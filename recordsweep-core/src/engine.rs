//! Complete-dataset retrieval orchestration.
//!
//! This module drives one `fetch_all` call end to end:
//! - Acquires a bearer token once (cached across calls)
//! - Optionally runs a diagnostic `COUNT(*)`
//! - Plans partitions, discovering partition values first when asked
//! - Drains partitions with bounded concurrency (`buffer_unordered`)
//! - Merges in partition order, deduplicates, and normalizes
//!
//! Only invalid configuration and authentication failures are errors. Every
//! other problem ends the affected partition early and marks the result
//! partial.

use std::sync::Arc;
use std::time::Instant;

use futures::stream::{self, StreamExt};
use tokio_util::sync::CancellationToken;
use tracing::{info, warn};

use crate::Result;
use crate::aggregate::RecordAggregator;
use crate::auth::{AccessToken, TokenCache, TokenProvider};
use crate::client::{PageRequest, PlatformClient};
use crate::config::{PartitionStrategy, QueryPlan, RetrievalConfig};
use crate::count::CountEstimator;
use crate::fetcher::PageFetcher;
use crate::models::{
    Diagnostics, Filter, PartitionOutcome, PartitionReport, RetrievalResult, StopReason,
};
use crate::normalize::{NormalizationSchema, Normalizer};
use crate::planner::{ALWAYS_TRUE, PartitionPlanner, extract_partition_values};
use crate::security::Credentials;

/// Filters to run plus what planning learned along the way.
struct ResolvedPlan {
    filters: Vec<Filter>,
    may_truncate: bool,
    discovery_failed: bool,
    discovery_unauthorized: bool,
    discovery_cancelled: bool,
}

/// Retrieves every row of a table from a row-capped platform.
///
/// # Example
///
/// ```rust,no_run
/// use std::sync::Arc;
/// use recordsweep_core::{Credentials, HttpPlatformClient, QueryPlan, RetrievalConfig, RetrievalEngine};
///
/// # async fn example() -> recordsweep_core::Result<()> {
/// let config = RetrievalConfig::default();
/// let credentials = Credentials::new("https://acme.example.com", "svc-reports", "from-secret-store");
/// let client = HttpPlatformClient::for_credentials(&credentials, config.request_timeout)?;
/// let engine = RetrievalEngine::new(Arc::new(client), config);
///
/// let plan = QueryPlan::discover("Clients", "Health_Plan");
/// let result = engine.fetch_all(&credentials, &plan).await?;
/// if result.partial {
///     eprintln!("incomplete: {:?}", result.diagnostics.warnings);
/// }
/// # Ok(())
/// # }
/// ```
pub struct RetrievalEngine {
    config: RetrievalConfig,
    tokens: TokenProvider,
    planner: PartitionPlanner,
    fetcher: PageFetcher,
    estimator: CountEstimator,
    aggregator: RecordAggregator,
    normalizer: Normalizer,
}

impl RetrievalEngine {
    /// Creates an engine using the process-wide token cache and the default
    /// normalization schema.
    pub fn new(client: Arc<dyn PlatformClient>, config: RetrievalConfig) -> Self {
        Self {
            tokens: TokenProvider::new(client.clone(), &config),
            planner: PartitionPlanner::new(),
            fetcher: PageFetcher::new(client.clone(), &config),
            estimator: CountEstimator::new(client, &config),
            aggregator: RecordAggregator::from_config(&config),
            normalizer: Normalizer::from_config(&config),
            config,
        }
    }

    /// Uses a private token cache instead of the process-wide one.
    pub fn with_token_cache(mut self, cache: Arc<TokenCache>) -> Self {
        self.tokens = self.tokens.with_cache(cache);
        self
    }

    /// Replaces the normalization schema.
    pub fn with_schema(mut self, schema: NormalizationSchema) -> Self {
        self.normalizer = Normalizer::new(schema, self.config.id_aliases.clone());
        self
    }

    /// The configuration every retrieval is validated against.
    pub fn config(&self) -> &RetrievalConfig {
        &self.config
    }

    /// Token provider shared by every retrieval on this engine.
    pub fn token_provider(&self) -> &TokenProvider {
        &self.tokens
    }

    /// Fetches every row `plan` describes.
    ///
    /// # Errors
    /// Returns error only for invalid configuration or plans and for
    /// authentication failure. Partial data is reported through
    /// [`RetrievalResult::partial`].
    pub async fn fetch_all(
        &self,
        credentials: &Credentials,
        plan: &QueryPlan,
    ) -> Result<RetrievalResult> {
        self.fetch_all_cancellable(credentials, plan, CancellationToken::new())
            .await
    }

    /// Like [`Self::fetch_all`], stopping early once `cancel` fires.
    ///
    /// No new page request is issued after cancellation; requests already in
    /// flight complete or time out. Records gathered so far are returned with
    /// `cancelled = true`.
    ///
    /// # Errors
    /// See [`Self::fetch_all`].
    pub async fn fetch_all_cancellable(
        &self,
        credentials: &Credentials,
        plan: &QueryPlan,
        cancel: CancellationToken,
    ) -> Result<RetrievalResult> {
        self.config.validate()?;
        plan.validate()?;

        let start_time = Instant::now();
        let mut diagnostics = Diagnostics::new(&plan.table);
        let table = plan.table.as_str();
        let page_size = plan.page_size.unwrap_or(self.config.page_size);

        info!(
            table,
            page_size,
            max_concurrency = self.config.max_concurrency,
            max_pages = self.config.max_pages_per_partition,
            "Starting retrieval"
        );

        let token = self.tokens.get_token(credentials).await?;

        if self.config.estimate_count {
            diagnostics.estimated_count = Some(
                self.estimator
                    .estimate(&token, table, plan.additional_where.as_deref())
                    .await,
            );
        }

        let resolved = self.resolve_plan(&token, plan, page_size, &cancel).await?;
        diagnostics.may_truncate = resolved.may_truncate;
        if resolved.may_truncate {
            warn!(table, "Unpartitioned retrieval may be truncated at the platform row cap");
            diagnostics.add_warning(
                "plan is unpartitioned; results may be truncated at the platform row cap",
            );
        }
        if resolved.discovery_failed {
            diagnostics.discovery_failed = true;
            diagnostics.add_warning(
                "partition discovery failed; fallback values were used and unlisted values were not queried",
            );
        }

        let mut outcomes = self
            .drain_partitions(&token, table, resolved.filters, page_size, &cancel)
            .await;
        outcomes.sort_by_key(|outcome| outcome.filter.index);

        if resolved.discovery_unauthorized || outcomes.iter().any(|o| o.stop.is_unauthorized()) {
            self.tokens.invalidate(credentials, &token).await;
        }

        diagnostics.partitions = outcomes.iter().map(PartitionReport::from).collect();
        let partial = resolved.discovery_failed || outcomes.iter().any(PartitionOutcome::is_partial);

        let aggregate = self.aggregator.merge(outcomes);
        diagnostics.raw_record_count = aggregate.raw_count;
        diagnostics.duplicates_dropped = aggregate.duplicates_dropped;
        diagnostics.records_without_identifier = aggregate.without_identifier;

        let records: Vec<_> = aggregate
            .records
            .into_iter()
            .map(|(_, raw)| self.normalizer.normalize_owned(raw))
            .collect();

        if let Some(estimated) = diagnostics.estimated_count {
            if estimated != records.len() as u64 {
                diagnostics.add_warning(format!(
                    "count estimate {} differs from {} retrieved records",
                    estimated,
                    records.len()
                ));
            }
        }

        for report in diagnostics.partitions.iter().filter(|r| r.stop.is_partial()) {
            diagnostics
                .warnings
                .push(format!("partition '{}' stopped: {}", report.clause, report.stop));
        }

        // Only cancellation that cut a partition or discovery short counts
        let cancelled = resolved.discovery_cancelled
            || diagnostics
                .partitions
                .iter()
                .any(|report| report.stop == StopReason::Cancelled);
        diagnostics.duration_ms =
            u64::try_from(start_time.elapsed().as_millis()).unwrap_or(u64::MAX);

        info!(
            table,
            records = records.len(),
            raw = diagnostics.raw_record_count,
            duplicates = diagnostics.duplicates_dropped,
            pages = diagnostics.total_pages_requested(),
            partial,
            cancelled,
            "Retrieval completed in {}ms",
            diagnostics.duration_ms
        );

        Ok(RetrievalResult {
            records,
            partial,
            cancelled,
            diagnostics,
        })
    }

    async fn resolve_plan(
        &self,
        token: &AccessToken,
        plan: &QueryPlan,
        page_size: u32,
        cancel: &CancellationToken,
    ) -> Result<ResolvedPlan> {
        let PartitionStrategy::DiscoverThenPartition {
            field,
            fallback_values,
        } = &plan.strategy
        else {
            return Ok(ResolvedPlan {
                filters: self.planner.plan(plan)?,
                may_truncate: self.planner.may_truncate(plan),
                discovery_failed: false,
                discovery_unauthorized: false,
                discovery_cancelled: false,
            });
        };

        let where_clause = plan.additional_where.as_deref().unwrap_or(ALWAYS_TRUE);
        let request = PageRequest::new(&plan.table, where_clause, page_size, 1).grouped_by(field);
        let label = format!("distinct {}", field);
        let drained = self.fetcher.drain(token, request, &label, cancel).await;

        if !drained.stop.is_partial() {
            let values = extract_partition_values(field, &drained.records);
            info!(
                table = %plan.table,
                field = %field,
                values = values.len(),
                "Discovered partition values"
            );
            return Ok(ResolvedPlan {
                filters: self.planner.plan_with_values(plan, field, values)?,
                may_truncate: false,
                discovery_failed: false,
                discovery_unauthorized: false,
                discovery_cancelled: false,
            });
        }

        warn!(
            table = %plan.table,
            field = %field,
            reason = %drained.stop,
            fallback_values = fallback_values.len(),
            "Partition discovery failed, falling back to enumerated values"
        );

        let fallback = QueryPlan {
            strategy: PartitionStrategy::EnumeratedValues {
                field: field.clone(),
                values: fallback_values.clone(),
            },
            ..plan.clone()
        };

        Ok(ResolvedPlan {
            filters: self.planner.plan(&fallback)?,
            may_truncate: self.planner.may_truncate(&fallback),
            discovery_failed: true,
            discovery_unauthorized: drained.stop.is_unauthorized(),
            discovery_cancelled: matches!(drained.stop, StopReason::Cancelled),
        })
    }

    async fn drain_partitions(
        &self,
        token: &AccessToken,
        table: &str,
        filters: Vec<Filter>,
        page_size: u32,
        cancel: &CancellationToken,
    ) -> Vec<PartitionOutcome> {
        let fetches = filters.into_iter().map(|filter| {
            self.fetcher
                .fetch_partition(token, table, filter, page_size, cancel)
        });

        stream::iter(fetches)
            .buffer_unordered(self.config.max_concurrency.max(1))
            .collect()
            .await
    }
}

======

How many lines in the listing above contain the string "Instant"? Answer with the number only.

→ Expected output: 2